**** Record set ****

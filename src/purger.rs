//! Deleting files older than an age threshold.
//!
//! Ages are measured from creation time in whole days. Months and years use
//! the fixed 30 and 365 day approximations, so thresholds do not follow the
//! calendar.

use crate::classifier::BYTES_PER_MB;
use crate::config::CompiledFilters;
use crate::error::{SweepError, SweepResult, is_transient};
use crate::file_descriptor::{CreationTimeFn, FileDescriptor, FileRef, platform_creation_time};
use crate::pruner::{PruneReport, Pruner};
use crate::walker::walk_filtered;
use chrono::{DateTime, Local};
use serde::Serialize;
use std::fs;
use std::path::{Path, PathBuf};

pub const DAYS_PER_MONTH: u64 = 30;
pub const DAYS_PER_YEAR: u64 = 365;

/// Minimum age for a file to be purged.
#[derive(Debug, Clone, Copy, PartialEq, Eq, Serialize)]
#[serde(rename_all = "lowercase")]
pub enum AgeThreshold {
    Days(u64),
    Months(u64),
    Years(u64),
}

impl AgeThreshold {
    /// The threshold expressed in days.
    pub fn as_days(&self) -> u64 {
        match *self {
            AgeThreshold::Days(days) => days,
            AgeThreshold::Months(months) => months.saturating_mul(DAYS_PER_MONTH),
            AgeThreshold::Years(years) => years.saturating_mul(DAYS_PER_YEAR),
        }
    }
}

/// Whole days between `created` and `now`; negative for future timestamps.
pub fn age_in_days(created: &DateTime<Local>, now: &DateTime<Local>) -> i64 {
    (*now - *created).num_days()
}

/// True when a file created at `created` has reached `threshold` at `now`.
pub fn is_expired(created: &DateTime<Local>, now: &DateTime<Local>, threshold: AgeThreshold) -> bool {
    let age = age_in_days(created, now);
    age >= 0 && age as u64 >= threshold.as_days()
}

/// Totals of one purge run.
#[derive(Debug, Clone, Default, Serialize)]
pub struct PurgeResult {
    pub files_deleted: usize,
    pub bytes_reclaimed: u64,
    /// Files that disappeared between the scan and their deletion.
    pub vanished: usize,
    pub deleted: Vec<PathBuf>,
    pub pruned: PruneReport,
}

impl PurgeResult {
    /// Reclaimed space in decimal megabytes.
    pub fn reclaimed_mb(&self) -> f64 {
        self.bytes_reclaimed as f64 / BYTES_PER_MB as f64
    }
}

/// Deletes expired files below a root, then prunes empty directories.
#[derive(Debug, Clone)]
pub struct Purger {
    now: DateTime<Local>,
    dry_run: bool,
    filters: CompiledFilters,
    skipped_dirs: Vec<PathBuf>,
    creation_time: CreationTimeFn,
    pruner: Pruner,
}

impl Purger {
    pub fn new(pruner: Pruner) -> Self {
        Self {
            now: Local::now(),
            dry_run: false,
            filters: CompiledFilters::allow_all(),
            skipped_dirs: Vec::new(),
            creation_time: platform_creation_time,
            pruner,
        }
    }

    /// Measures ages against `now` instead of the current time.
    pub fn with_now(mut self, now: DateTime<Local>) -> Self {
        self.now = now;
        self
    }

    /// Reports what would be deleted without deleting or pruning.
    pub fn with_dry_run(mut self, dry_run: bool) -> Self {
        self.dry_run = dry_run;
        self
    }

    pub fn with_filters(mut self, filters: CompiledFilters) -> Self {
        self.filters = filters;
        self
    }

    /// Never looks inside `dir`, neither to delete files nor to prune.
    pub fn skip_dir(mut self, dir: impl Into<PathBuf>) -> Self {
        let dir = dir.into();
        self.pruner = self.pruner.skip_dir(dir.clone());
        self.skipped_dirs.push(dir);
        self
    }

    /// Reads creation times through `creation_time` instead of the platform.
    pub fn with_creation_time(mut self, creation_time: CreationTimeFn) -> Self {
        self.creation_time = creation_time;
        self
    }

    /// Lists the files under `root` whose age is at least `threshold`.
    ///
    /// # Errors
    ///
    /// [`SweepError::NotADirectory`] for a bad root, and
    /// [`SweepError::UnsupportedMetadata`] as soon as any walked file has no
    /// creation time.
    pub fn scan(&self, root: &Path, threshold: AgeThreshold) -> SweepResult<Vec<FileRef>> {
        let mut expired = Vec::new();

        let walk = walk_filtered(root, false, self.filters.clone())?
            .with_creation_time(self.creation_time);
        let walk = self
            .skipped_dirs
            .iter()
            .fold(walk, |walk, dir| walk.skip_dir(dir.clone()));

        for descriptor in walk {
            let descriptor = descriptor?;
            let file = match deletable(&descriptor) {
                Ok(file) => file,
                Err(e) if is_transient(&e) => {
                    tracing::debug!("Skipping vanished file {}", descriptor.path().display());
                    continue;
                }
                Err(e) => return Err(SweepError::io(descriptor.path(), e)),
            };
            let created = match file.created {
                Some(created) => created,
                None => descriptor.created()?,
            };
            if is_expired(&created, &self.now, threshold) {
                expired.push(file);
            }
        }

        Ok(expired)
    }

    /// Deletes every file under `root` at least `threshold` old.
    ///
    /// The tree is scanned completely before the first deletion. Files that
    /// vanish in between are counted, not treated as errors.
    pub fn purge_older_than(&self, root: &Path, threshold: AgeThreshold) -> SweepResult<PurgeResult> {
        self.purge_older_than_with(root, threshold, |_| {})
    }

    /// Like [`Purger::purge_older_than`], calling `observer` after each file.
    pub fn purge_older_than_with<F>(
        &self,
        root: &Path,
        threshold: AgeThreshold,
        mut observer: F,
    ) -> SweepResult<PurgeResult>
    where
        F: FnMut(&FileRef),
    {
        let expired = self.scan(root, threshold)?;
        let mut result = PurgeResult::default();

        tracing::info!(
            "{} files are at least {} days old",
            expired.len(),
            threshold.as_days()
        );

        for file in expired {
            if !self.dry_run {
                match fs::remove_file(&file.path) {
                    Ok(()) => tracing::debug!("Deleted {}", file.path.display()),
                    Err(e) if is_transient(&e) => {
                        tracing::warn!("{} vanished before it could be deleted", file.path.display());
                        result.vanished += 1;
                        observer(&file);
                        continue;
                    }
                    Err(e) => {
                        return Err(SweepError::Removal {
                            path: file.path,
                            source: e,
                        });
                    }
                }
            }
            result.files_deleted += 1;
            result.bytes_reclaimed += file.size;
            observer(&file);
            result.deleted.push(file.path);
        }

        if !self.dry_run {
            result.pruned = self.pruner.prune(root)?;
        }

        Ok(result)
    }
}

// Symlinks are sized as the link, since deleting one frees nothing else.
fn deletable(descriptor: &FileDescriptor) -> std::io::Result<FileRef> {
    let mut file = descriptor.to_file_ref()?;
    if descriptor.is_symlink() {
        file.size = descriptor.own_size()?;
    }
    Ok(file)
}

impl Default for Purger {
    fn default() -> Self {
        Self::new(Pruner::default())
    }
}

/// Purges `root` against the current time with default settings.
pub fn purge_older_than(root: &Path, threshold: AgeThreshold) -> SweepResult<PurgeResult> {
    Purger::default().purge_older_than(root, threshold)
}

****

Task goal: After reading the records above, say how many lines hold the string "instead", using only a number.

Answer area: 2